### [GIVEN RECORDS]
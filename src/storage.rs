//! Persistence collaborators.
//!
//! The core never touches SQL or media codecs directly: usage records go
//! through [`UsageStore`] and every produced file (recording, screenshot,
//! transcript, workflow, analysis) is addressed by a generated timestamped
//! name under the [`ArtifactStore`] layout.

use std::collections::HashMap;
use std::path::{Path, PathBuf};

use async_trait::async_trait;
use chrono::{DateTime, NaiveDate, Utc};
use serde::{Deserialize, Serialize};

use crate::error::{Result, TraqError};

/// One observed stretch of foreground time for a single application.
/// Immutable once written.
#[derive(Debug, Clone, PartialEq, Serialize, Deserialize)]
pub struct UsageRecord {
    /// Foreground application identity (process/app name)
    pub app_name: String,
    /// Seconds the application held the foreground
    pub seconds: f64,
    /// When the stretch ended (the moment the foreground changed)
    pub captured_at: DateTime<Utc>,
}

/// Aggregated usage for one application over a query window.
#[derive(Debug, Clone, PartialEq, Serialize, Deserialize)]
pub struct UsageTotal {
    pub app_name: String,
    pub seconds: f64,
}

/// Append-only store for usage records.
#[async_trait]
pub trait UsageStore: Send + Sync {
    /// Append a record. Records are never updated or deleted.
    async fn append(&self, record: &UsageRecord) -> Result<()>;

    /// Total seconds per app for the given date, sorted descending.
    async fn totals_for_date(&self, date: NaiveDate) -> Result<Vec<UsageTotal>>;
}

/// File-backed usage store: one JSON document per line, appended in arrival
/// order. The concrete SQL layer the full product uses is a separate
/// collaborator behind the same trait.
pub struct JsonlUsageStore {
    path: PathBuf,
}

impl JsonlUsageStore {
    pub fn new(path: impl Into<PathBuf>) -> Self {
        Self { path: path.into() }
    }
}

#[async_trait]
impl UsageStore for JsonlUsageStore {
    async fn append(&self, record: &UsageRecord) -> Result<()> {
        if let Some(parent) = self.path.parent() {
            tokio::fs::create_dir_all(parent).await?;
        }
        let mut line = serde_json::to_string(record)
            .map_err(|e| TraqError::Internal(format!("encode usage record: {e}")))?;
        line.push('\n');

        use tokio::io::AsyncWriteExt;
        let mut file = tokio::fs::OpenOptions::new()
            .create(true)
            .append(true)
            .open(&self.path)
            .await?;
        file.write_all(line.as_bytes()).await?;
        Ok(())
    }

    async fn totals_for_date(&self, date: NaiveDate) -> Result<Vec<UsageTotal>> {
        let contents = match tokio::fs::read_to_string(&self.path).await {
            Ok(contents) => contents,
            Err(e) if e.kind() == std::io::ErrorKind::NotFound => return Ok(Vec::new()),
            Err(e) => return Err(e.into()),
        };

        let mut totals: HashMap<String, f64> = HashMap::new();
        for line in contents.lines().filter(|l| !l.trim().is_empty()) {
            let record: UsageRecord = match serde_json::from_str(line) {
                Ok(record) => record,
                Err(e) => {
                    // A torn line from a crash mid-append; skip it.
                    tracing::warn!("skipping malformed usage line: {e}");
                    continue;
                }
            };
            if record.captured_at.date_naive() == date {
                *totals.entry(record.app_name).or_default() += record.seconds;
            }
        }

        let mut totals: Vec<UsageTotal> = totals
            .into_iter()
            .map(|(app_name, seconds)| UsageTotal { app_name, seconds })
            .collect();
        totals.sort_by(|a, b| b.seconds.total_cmp(&a.seconds));
        Ok(totals)
    }
}

/// In-memory usage store for tests and headless runs.
#[derive(Default)]
pub struct MemoryUsageStore {
    records: parking_lot::Mutex<Vec<UsageRecord>>,
}

impl MemoryUsageStore {
    pub fn new() -> Self {
        Self::default()
    }

    pub fn records(&self) -> Vec<UsageRecord> {
        self.records.lock().clone()
    }
}

#[async_trait]
impl UsageStore for MemoryUsageStore {
    async fn append(&self, record: &UsageRecord) -> Result<()> {
        self.records.lock().push(record.clone());
        Ok(())
    }

    async fn totals_for_date(&self, date: NaiveDate) -> Result<Vec<UsageTotal>> {
        let mut totals: HashMap<String, f64> = HashMap::new();
        for record in self.records.lock().iter() {
            if record.captured_at.date_naive() == date {
                *totals.entry(record.app_name.clone()).or_default() += record.seconds;
            }
        }
        let mut totals: Vec<UsageTotal> = totals
            .into_iter()
            .map(|(app_name, seconds)| UsageTotal { app_name, seconds })
            .collect();
        totals.sort_by(|a, b| b.seconds.total_cmp(&a.seconds));
        Ok(totals)
    }
}

// =============================================================================
// Artifact layout
// =============================================================================

/// Categories of produced files, each with its own directory and name scheme.
#[derive(Debug, Clone, Copy, PartialEq, Eq, Serialize, Deserialize)]
#[serde(rename_all = "snake_case")]
pub enum ArtifactKind {
    Recording,
    Screenshot,
    Transcript,
    Workflow,
    Analysis,
}

impl ArtifactKind {
    pub fn dir_name(self) -> &'static str {
        match self {
            ArtifactKind::Recording => "recordings",
            ArtifactKind::Screenshot => "screenshots",
            ArtifactKind::Transcript => "transcripts",
            ArtifactKind::Workflow => "workflows",
            ArtifactKind::Analysis => "analyses",
        }
    }

    fn prefix(self) -> &'static str {
        match self {
            ArtifactKind::Recording => "recording",
            ArtifactKind::Screenshot => "screenshot",
            ArtifactKind::Transcript => "conversation",
            ArtifactKind::Workflow => "workflow",
            ArtifactKind::Analysis => "analysis",
        }
    }

    fn extension(self) -> &'static str {
        match self {
            ArtifactKind::Recording => "mp4",
            ArtifactKind::Screenshot => "png",
            ArtifactKind::Transcript => "txt",
            ArtifactKind::Workflow => "json",
            ArtifactKind::Analysis => "txt",
        }
    }
}

/// Metadata returned by listings.
#[derive(Debug, Clone, Serialize, Deserialize)]
pub struct ArtifactInfo {
    pub filename: String,
    pub path: PathBuf,
    pub size: u64,
    pub modified: DateTime<Utc>,
}

/// File layout under a single data directory, with generated timestamped
/// names (`recording_20250807_101500.mp4` and friends).
pub struct ArtifactStore {
    root: PathBuf,
}

impl ArtifactStore {
    pub fn new(root: impl Into<PathBuf>) -> Self {
        Self { root: root.into() }
    }

    pub fn root(&self) -> &Path {
        &self.root
    }

    pub fn dir(&self, kind: ArtifactKind) -> PathBuf {
        self.root.join(kind.dir_name())
    }

    /// Create every artifact directory up front.
    pub async fn ensure_layout(&self) -> Result<()> {
        for kind in [
            ArtifactKind::Recording,
            ArtifactKind::Screenshot,
            ArtifactKind::Transcript,
            ArtifactKind::Workflow,
            ArtifactKind::Analysis,
        ] {
            tokio::fs::create_dir_all(self.dir(kind)).await?;
        }
        Ok(())
    }

    /// Generate a fresh timestamped path for a new artifact.
    pub fn timestamped_path(&self, kind: ArtifactKind, now: DateTime<Utc>) -> PathBuf {
        let stamp = now.format("%Y%m%d_%H%M%S");
        self.dir(kind)
            .join(format!("{}_{}.{}", kind.prefix(), stamp, kind.extension()))
    }

    /// Write a whole artifact in one shot and return its path.
    pub async fn write(
        &self,
        kind: ArtifactKind,
        now: DateTime<Utc>,
        contents: &[u8],
    ) -> Result<PathBuf> {
        tokio::fs::create_dir_all(self.dir(kind)).await?;
        let path = self.timestamped_path(kind, now);
        tokio::fs::write(&path, contents).await?;
        Ok(path)
    }

    /// Append a text block to an existing artifact (session transcript log).
    pub async fn append_text(&self, path: &Path, text: &str) -> Result<()> {
        use tokio::io::AsyncWriteExt;
        if let Some(parent) = path.parent() {
            tokio::fs::create_dir_all(parent).await?;
        }
        let mut file = tokio::fs::OpenOptions::new()
            .create(true)
            .append(true)
            .open(path)
            .await?;
        file.write_all(text.as_bytes()).await?;
        Ok(())
    }

    /// List artifacts of one kind, newest first.
    pub async fn list(&self, kind: ArtifactKind) -> Result<Vec<ArtifactInfo>> {
        let dir = self.dir(kind);
        let mut entries = match tokio::fs::read_dir(&dir).await {
            Ok(entries) => entries,
            Err(e) if e.kind() == std::io::ErrorKind::NotFound => return Ok(Vec::new()),
            Err(e) => return Err(e.into()),
        };

        let mut infos = Vec::new();
        while let Some(entry) = entries.next_entry().await? {
            let path = entry.path();
            let matches_kind = path
                .extension()
                .and_then(|e| e.to_str())
                .map(|e| e.eq_ignore_ascii_case(kind.extension()))
                .unwrap_or(false);
            if !matches_kind {
                continue;
            }
            let metadata = entry.metadata().await?;
            let modified: DateTime<Utc> = metadata
                .modified()
                .map(DateTime::from)
                .unwrap_or_else(|_| Utc::now());
            infos.push(ArtifactInfo {
                filename: entry.file_name().to_string_lossy().into_owned(),
                path,
                size: metadata.len(),
                modified,
            });
        }

        infos.sort_by(|a, b| b.modified.cmp(&a.modified).then(b.filename.cmp(&a.filename)));
        Ok(infos)
    }
}

#[cfg(test)]
mod tests {
    use super::*;
    use chrono::TimeZone;

    fn record(app: &str, seconds: f64, at: &str) -> UsageRecord {
        UsageRecord {
            app_name: app.to_string(),
            seconds,
            captured_at: at.parse().unwrap(),
        }
    }

    // =========================================================================
    // Usage stores
    // =========================================================================

    #[tokio::test]
    async fn jsonl_store_appends_and_aggregates() {
        let dir = tempfile::tempdir().unwrap();
        let store = JsonlUsageStore::new(dir.path().join("usage.jsonl"));

        store
            .append(&record("chrome.exe", 12.0, "2026-08-07T10:00:00Z"))
            .await
            .unwrap();
        store
            .append(&record("code.exe", 30.0, "2026-08-07T10:01:00Z"))
            .await
            .unwrap();
        store
            .append(&record("chrome.exe", 8.0, "2026-08-07T10:02:00Z"))
            .await
            .unwrap();
        // Different day, must not be counted.
        store
            .append(&record("chrome.exe", 99.0, "2026-08-06T10:00:00Z"))
            .await
            .unwrap();

        let date = NaiveDate::from_ymd_opt(2026, 8, 7).unwrap();
        let totals = store.totals_for_date(date).await.unwrap();
        assert_eq!(totals.len(), 2);
        assert_eq!(totals[0].app_name, "code.exe");
        assert_eq!(totals[0].seconds, 30.0);
        assert_eq!(totals[1].app_name, "chrome.exe");
        assert_eq!(totals[1].seconds, 20.0);
    }

    #[tokio::test]
    async fn jsonl_store_empty_when_file_missing() {
        let dir = tempfile::tempdir().unwrap();
        let store = JsonlUsageStore::new(dir.path().join("missing.jsonl"));
        let date = NaiveDate::from_ymd_opt(2026, 8, 7).unwrap();
        assert!(store.totals_for_date(date).await.unwrap().is_empty());
    }

    #[tokio::test]
    async fn jsonl_store_skips_torn_lines() {
        let dir = tempfile::tempdir().unwrap();
        let path = dir.path().join("usage.jsonl");
        let store = JsonlUsageStore::new(&path);
        store
            .append(&record("chrome.exe", 5.0, "2026-08-07T10:00:00Z"))
            .await
            .unwrap();
        // Simulate a crash mid-append.
        store.append(&record("x", 1.0, "2026-08-07T10:00:01Z")).await.unwrap();
        let mut contents = tokio::fs::read_to_string(&path).await.unwrap();
        contents.push_str("{\"app_name\":\"torn");
        tokio::fs::write(&path, contents).await.unwrap();

        let date = NaiveDate::from_ymd_opt(2026, 8, 7).unwrap();
        let totals = store.totals_for_date(date).await.unwrap();
        assert_eq!(totals.len(), 2);
    }

    #[tokio::test]
    async fn memory_store_round_trips() {
        let store = MemoryUsageStore::new();
        store
            .append(&record("term", 4.0, "2026-08-07T09:00:00Z"))
            .await
            .unwrap();
        assert_eq!(store.records().len(), 1);
        let date = NaiveDate::from_ymd_opt(2026, 8, 7).unwrap();
        let totals = store.totals_for_date(date).await.unwrap();
        assert_eq!(totals[0].seconds, 4.0);
    }

    // =========================================================================
    // Artifact store
    // =========================================================================

    #[test]
    fn timestamped_names_follow_the_layout() {
        let store = ArtifactStore::new("/data");
        let now = Utc.with_ymd_and_hms(2026, 8, 7, 10, 15, 0).unwrap();
        let path = store.timestamped_path(ArtifactKind::Recording, now);
        assert_eq!(
            path,
            PathBuf::from("/data/recordings/recording_20260807_101500.mp4")
        );
        let path = store.timestamped_path(ArtifactKind::Screenshot, now);
        assert_eq!(
            path,
            PathBuf::from("/data/screenshots/screenshot_20260807_101500.png")
        );
    }

    #[tokio::test]
    async fn ensure_layout_creates_all_directories() {
        let dir = tempfile::tempdir().unwrap();
        let store = ArtifactStore::new(dir.path());
        store.ensure_layout().await.unwrap();
        for sub in ["recordings", "screenshots", "transcripts", "workflows", "analyses"] {
            assert!(dir.path().join(sub).is_dir(), "missing {sub}");
        }
    }

    #[tokio::test]
    async fn list_returns_newest_first_and_filters_extension() {
        let dir = tempfile::tempdir().unwrap();
        let store = ArtifactStore::new(dir.path());
        let older = Utc.with_ymd_and_hms(2026, 8, 7, 9, 0, 0).unwrap();
        let newer = Utc.with_ymd_and_hms(2026, 8, 7, 10, 0, 0).unwrap();
        store
            .write(ArtifactKind::Workflow, older, b"{}")
            .await
            .unwrap();
        store
            .write(ArtifactKind::Workflow, newer, b"{}")
            .await
            .unwrap();
        // Unrelated file in the same directory.
        tokio::fs::write(store.dir(ArtifactKind::Workflow).join("notes.md"), b"x")
            .await
            .unwrap();

        let listed = store.list(ArtifactKind::Workflow).await.unwrap();
        assert_eq!(listed.len(), 2);
        assert!(listed[0].filename >= listed[1].filename);
    }

    #[tokio::test]
    async fn append_text_accumulates() {
        let dir = tempfile::tempdir().unwrap();
        let store = ArtifactStore::new(dir.path());
        let path = dir.path().join("transcripts/conversation_test.txt");
        store.append_text(&path, "hello ").await.unwrap();
        store.append_text(&path, "world").await.unwrap();
        let contents = tokio::fs::read_to_string(&path).await.unwrap();
        assert_eq!(contents, "hello world");
    }
}
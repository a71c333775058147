//! Settings schema definitions.
//!
//! All settings structs use `#[serde(default)]` so partial configuration
//! files work; missing fields are filled from the defaults below.

use serde::{Deserialize, Serialize};
use std::path::PathBuf;

/// Root settings structure, loaded from `~/.traq/settings.toml` with
/// environment variable interpolation support.
#[derive(Debug, Clone, Serialize, Deserialize)]
#[serde(default)]
pub struct TraqSettings {
    /// Schema version for migrations
    pub version: u32,

    pub server: ServerSettings,
    pub data: DataSettings,
    pub bus: BusSettings,
    pub sampler: SamplerSettings,
    pub capture: CaptureSettings,
    pub audio: AudioSettings,
    pub synthesis: SynthesisSettings,
    pub analysis: AnalysisSettings,
}

impl Default for TraqSettings {
    fn default() -> Self {
        Self {
            version: 1,
            server: ServerSettings::default(),
            data: DataSettings::default(),
            bus: BusSettings::default(),
            sampler: SamplerSettings::default(),
            capture: CaptureSettings::default(),
            audio: AudioSettings::default(),
            synthesis: SynthesisSettings::default(),
            analysis: AnalysisSettings::default(),
        }
    }
}

/// HTTP server binding.
#[derive(Debug, Clone, Serialize, Deserialize)]
#[serde(default)]
pub struct ServerSettings {
    pub host: String,
    pub port: u16,
}

impl Default for ServerSettings {
    fn default() -> Self {
        Self {
            host: "127.0.0.1".to_string(),
            port: 5000,
        }
    }
}

/// Data directory layout root.
#[derive(Debug, Clone, Serialize, Deserialize)]
#[serde(default)]
pub struct DataSettings {
    pub dir: PathBuf,
}

impl Default for DataSettings {
    fn default() -> Self {
        Self {
            dir: PathBuf::from("data"),
        }
    }
}

/// Event bus delivery tuning.
#[derive(Debug, Clone, Serialize, Deserialize)]
#[serde(default)]
pub struct BusSettings {
    /// Bound of each subscriber's outbound queue
    pub queue_capacity: usize,
    /// Milliseconds a congested subscriber may lag before disconnect
    pub congestion_window_ms: u64,
}

impl Default for BusSettings {
    fn default() -> Self {
        Self {
            queue_capacity: 256,
            congestion_window_ms: 5000,
        }
    }
}

/// Foreground activity polling.
#[derive(Debug, Clone, Serialize, Deserialize)]
#[serde(default)]
pub struct SamplerSettings {
    pub interval_ms: u64,
}

impl Default for SamplerSettings {
    fn default() -> Self {
        Self { interval_ms: 1000 }
    }
}

/// Screen capture pacing.
#[derive(Debug, Clone, Serialize, Deserialize)]
#[serde(default)]
pub struct CaptureSettings {
    pub fps: u32,
    /// Milliseconds to wait for the capture loop to observe a stop
    pub stop_timeout_ms: u64,
}

impl Default for CaptureSettings {
    fn default() -> Self {
        Self {
            fps: 3,
            stop_timeout_ms: 1000,
        }
    }
}

/// Audio capture and transcription tuning.
#[derive(Debug, Clone, Serialize, Deserialize)]
#[serde(default)]
pub struct AudioSettings {
    pub sample_rate: u32,
    /// Seconds of audio batched per engine call
    pub chunk_secs: u64,
    /// RMS divisor for the normalized 0..1 level; lower is more sensitive
    pub level_sensitivity: f32,
    /// Minimum spacing between audio_level events
    pub level_throttle_ms: u64,
    /// Raw RMS below which a chunk is considered silence and skipped
    pub silence_rms: f32,
    /// Transcripts shorter than this are discarded as noise
    pub min_transcript_chars: usize,
    /// Accumulated transcripts shorter than this do not trigger synthesis
    pub min_synthesis_chars: usize,
    /// Milliseconds to wait for the audio loop to observe a stop
    pub stop_timeout_ms: u64,
}

impl Default for AudioSettings {
    fn default() -> Self {
        Self {
            sample_rate: 16_000,
            chunk_secs: 10,
            level_sensitivity: 500.0,
            level_throttle_ms: 50,
            silence_rms: 20.0,
            min_transcript_chars: 3,
            min_synthesis_chars: 10,
            stop_timeout_ms: 1000,
        }
    }
}

/// Workflow generation backend.
#[derive(Debug, Clone, Serialize, Deserialize)]
#[serde(default)]
pub struct SynthesisSettings {
    /// API key (supports $ENV_VAR syntax)
    #[serde(skip_serializing_if = "Option::is_none")]
    pub api_key: Option<String>,
    pub base_url: String,
    /// Models tried in order until one succeeds
    pub models: Vec<String>,
    pub timeout_secs: u64,
    /// Queued requests older than this fail busy instead of waiting
    pub queue_ceiling_secs: u64,
}

impl Default for SynthesisSettings {
    fn default() -> Self {
        Self {
            api_key: None,
            base_url: "https://api.openai.com/v1".to_string(),
            models: vec![
                "gpt-4o".to_string(),
                "gpt-4-turbo".to_string(),
                "gpt-4".to_string(),
                "gpt-3.5-turbo".to_string(),
            ],
            timeout_secs: 30,
            queue_ceiling_secs: 120,
        }
    }
}

/// Recording analysis backend.
#[derive(Debug, Clone, Serialize, Deserialize)]
#[serde(default)]
pub struct AnalysisSettings {
    /// API key (supports $ENV_VAR syntax)
    #[serde(skip_serializing_if = "Option::is_none")]
    pub api_key: Option<String>,
    pub base_url: String,
    pub model: String,
    pub timeout_secs: u64,
}

impl Default for AnalysisSettings {
    fn default() -> Self {
        Self {
            api_key: None,
            base_url: "https://api.anthropic.com".to_string(),
            model: "claude-3-5-sonnet-latest".to_string(),
            timeout_secs: 60,
        }
    }
}

#[cfg(test)]
mod tests {
    use super::*;

    #[test]
    fn defaults_are_sensible() {
        let settings = TraqSettings::default();
        assert_eq!(settings.version, 1);
        assert_eq!(settings.server.port, 5000);
        assert_eq!(settings.sampler.interval_ms, 1000);
        assert_eq!(settings.capture.fps, 3);
        assert_eq!(settings.audio.sample_rate, 16_000);
        assert_eq!(settings.synthesis.queue_ceiling_secs, 120);
        assert!(!settings.synthesis.models.is_empty());
    }

    #[test]
    fn partial_toml_fills_missing_fields() {
        let settings: TraqSettings = toml::from_str(
            r#"
            [server]
            port = 8080
            "#,
        )
        .unwrap();
        assert_eq!(settings.server.port, 8080);
        assert_eq!(settings.server.host, "127.0.0.1");
        assert_eq!(settings.capture.fps, 3);
    }

    #[test]
    fn round_trips_through_toml() {
        let settings = TraqSettings::default();
        let toml_string = toml::to_string_pretty(&settings).unwrap();
        let reloaded: TraqSettings = toml::from_str(&toml_string).unwrap();
        assert_eq!(reloaded.server.port, settings.server.port);
        assert_eq!(reloaded.synthesis.models, settings.synthesis.models);
    }
}
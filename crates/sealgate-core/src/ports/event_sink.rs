//! EventSink port - イベント記録の抽象化
//!
//! # 実装
//! - NoopEventSink: 何もしない
//! - RecordingEventSink: メモリに溜める（テストと CLI の遷移表示用）

use std::sync::Mutex;

use crate::domain::{FlowEvent, FlowState};

/// EventSink は状態遷移イベントを受け取る
pub trait EventSink: Send + Sync {
    fn emit(&self, event: FlowEvent);
}

#[derive(Debug, Clone, Copy, Default)]
pub struct NoopEventSink;

impl EventSink for NoopEventSink {
    fn emit(&self, _event: FlowEvent) {}
}

#[derive(Debug, Default)]
pub struct RecordingEventSink {
    events: Mutex<Vec<FlowEvent>>,
}

impl RecordingEventSink {
    pub fn new() -> Self {
        Self::default()
    }

    pub fn events(&self) -> Vec<FlowEvent> {
        self.events.lock().unwrap_or_else(|e| e.into_inner()).clone()
    }

    /// Sequence of target states, in emission order.
    pub fn states(&self) -> Vec<FlowState> {
        self.events().into_iter().map(|e| e.to).collect()
    }
}

impl EventSink for RecordingEventSink {
    fn emit(&self, event: FlowEvent) {
        self.events
            .lock()
            .unwrap_or_else(|e| e.into_inner())
            .push(event);
    }
}

impl<T: EventSink + ?Sized> EventSink for std::sync::Arc<T> {
    fn emit(&self, event: FlowEvent) {
        (**self).emit(event)
    }
}
//! Impls - 実装（開発用・テスト用・HTTP）
//!
//! このモジュールには ports の実装を含めます。
//!
//! # 含まれる実装
//! - **InMemoryLedger**: coin / service / subscription を持つ開発用の台帳
//! - **DevWallet**: ed25519 鍵で署名し、InMemoryLedger に送信する wallet
//! - **InMemoryKeyServers**: Shamir 分割した data key を id 鍵で包む鍵サーバー群
//! - **InMemoryBlobStore**: epoch 付きの blob storage
//! - **StaticReportGenerator**: 決定的なダミーレポート
//!
//! # HTTP 実装
//! - **HttpBlobStore**: Walrus publisher / aggregator
//! - **HttpReportGenerator**: レポート生成 API

pub mod dev_wallet;
pub mod http_blob_store;
pub mod http_report;
pub mod inmem_blob_store;
pub mod inmem_key_servers;
pub mod inmem_ledger;
pub mod static_report;

// 主要な型を再エクスポート
pub use self::dev_wallet::DevWallet;
pub use self::http_blob_store::HttpBlobStore;
pub use self::http_report::HttpReportGenerator;
pub use self::inmem_blob_store::InMemoryBlobStore;
pub use self::inmem_key_servers::InMemoryKeyServers;
pub use self::inmem_ledger::InMemoryLedger;
pub use self::static_report::StaticReportGenerator;
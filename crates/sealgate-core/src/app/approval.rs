//! Approval call - 鍵 share の解放を許可する `seal_approve` 呼び出し
//!
//! この呼び出しは台帳で実行されることはなく、鍵サーバーが dry-run して
//! capability の有効性を確かめるためだけに使われる。

use crate::domain::{EncryptionId, ObjectId, TransactionBuilder, clock_object_id};

pub const APPROVE_MODULE: &str = "subscription";
pub const APPROVE_FUNCTION: &str = "seal_approve";

/// Appends an access-approval call for one encryption id.
pub trait MoveCallConstructor: Send + Sync {
    fn construct(&self, tx: &mut TransactionBuilder, id: &EncryptionId);
}

impl<F> MoveCallConstructor for F
where
    F: Fn(&mut TransactionBuilder, &EncryptionId) + Send + Sync,
{
    fn construct(&self, tx: &mut TransactionBuilder, id: &EncryptionId) {
        self(tx, id)
    }
}

/// `subscription::seal_approve(id, subscription, service, clock)` for one capability.
#[derive(Debug, Clone, Copy, PartialEq, Eq)]
pub struct ApprovalCall {
    pub package_id: ObjectId,
    pub service_id: ObjectId,
    pub capability_id: ObjectId,
}

impl ApprovalCall {
    pub fn new(package_id: ObjectId, service_id: ObjectId, capability_id: ObjectId) -> Self {
        Self {
            package_id,
            service_id,
            capability_id,
        }
    }
}

impl MoveCallConstructor for ApprovalCall {
    fn construct(&self, tx: &mut TransactionBuilder, id: &EncryptionId) {
        let args = vec![
            tx.pure_bytes(id.as_bytes()),
            tx.object(self.capability_id),
            tx.object(self.service_id),
            tx.object(clock_object_id()),
        ];
        tx.move_call(self.package_id, APPROVE_MODULE, APPROVE_FUNCTION, vec![], args);
    }
}

/// Transaction kind bytes approving every id in `ids`, for simulation only.
pub fn approval_tx_kind(
    constructor: &dyn MoveCallConstructor,
    ids: &[EncryptionId],
) -> Result<Vec<u8>, serde_json::Error> {
    let mut tx = TransactionBuilder::new();
    for id in ids {
        constructor.construct(&mut tx, id);
    }
    tx.kind_bytes()
}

### [WHAT THE TASK ASKS]
Repeat word for word the lines above that run from the line containing "bus delivery tuning." through the line containing "impl Default for AudioSettings", both ends included, and nothing else.

### [TASK SOLUTION]
/// Event bus delivery tuning.
#[derive(Debug, Clone, Serialize, Deserialize)]
#[serde(default)]
pub struct BusSettings {
    /// Bound of each subscriber's outbound queue
    pub queue_capacity: usize,
    /// Milliseconds a congested subscriber may lag before disconnect
    pub congestion_window_ms: u64,
}

impl Default for BusSettings {
    fn default() -> Self {
        Self {
            queue_capacity: 256,
            congestion_window_ms: 5000,
        }
    }
}

/// Foreground activity polling.
#[derive(Debug, Clone, Serialize, Deserialize)]
#[serde(default)]
pub struct SamplerSettings {
    pub interval_ms: u64,
}

impl Default for SamplerSettings {
    fn default() -> Self {
        Self { interval_ms: 1000 }
    }
}

/// Screen capture pacing.
#[derive(Debug, Clone, Serialize, Deserialize)]
#[serde(default)]
pub struct CaptureSettings {
    pub fps: u32,
    /// Milliseconds to wait for the capture loop to observe a stop
    pub stop_timeout_ms: u64,
}

impl Default for CaptureSettings {
    fn default() -> Self {
        Self {
            fps: 3,
            stop_timeout_ms: 1000,
        }
    }
}

/// Audio capture and transcription tuning.
#[derive(Debug, Clone, Serialize, Deserialize)]
#[serde(default)]
pub struct AudioSettings {
    pub sample_rate: u32,
    /// Seconds of audio batched per engine call
    pub chunk_secs: u64,
    /// RMS divisor for the normalized 0..1 level; lower is more sensitive
    pub level_sensitivity: f32,
    /// Minimum spacing between audio_level events
    pub level_throttle_ms: u64,
    /// Raw RMS below which a chunk is considered silence and skipped
    pub silence_rms: f32,
    /// Transcripts shorter than this are discarded as noise
    pub min_transcript_chars: usize,
    /// Accumulated transcripts shorter than this do not trigger synthesis
    pub min_synthesis_chars: usize,
    /// Milliseconds to wait for the audio loop to observe a stop
    pub stop_timeout_ms: u64,
}

impl Default for AudioSettings {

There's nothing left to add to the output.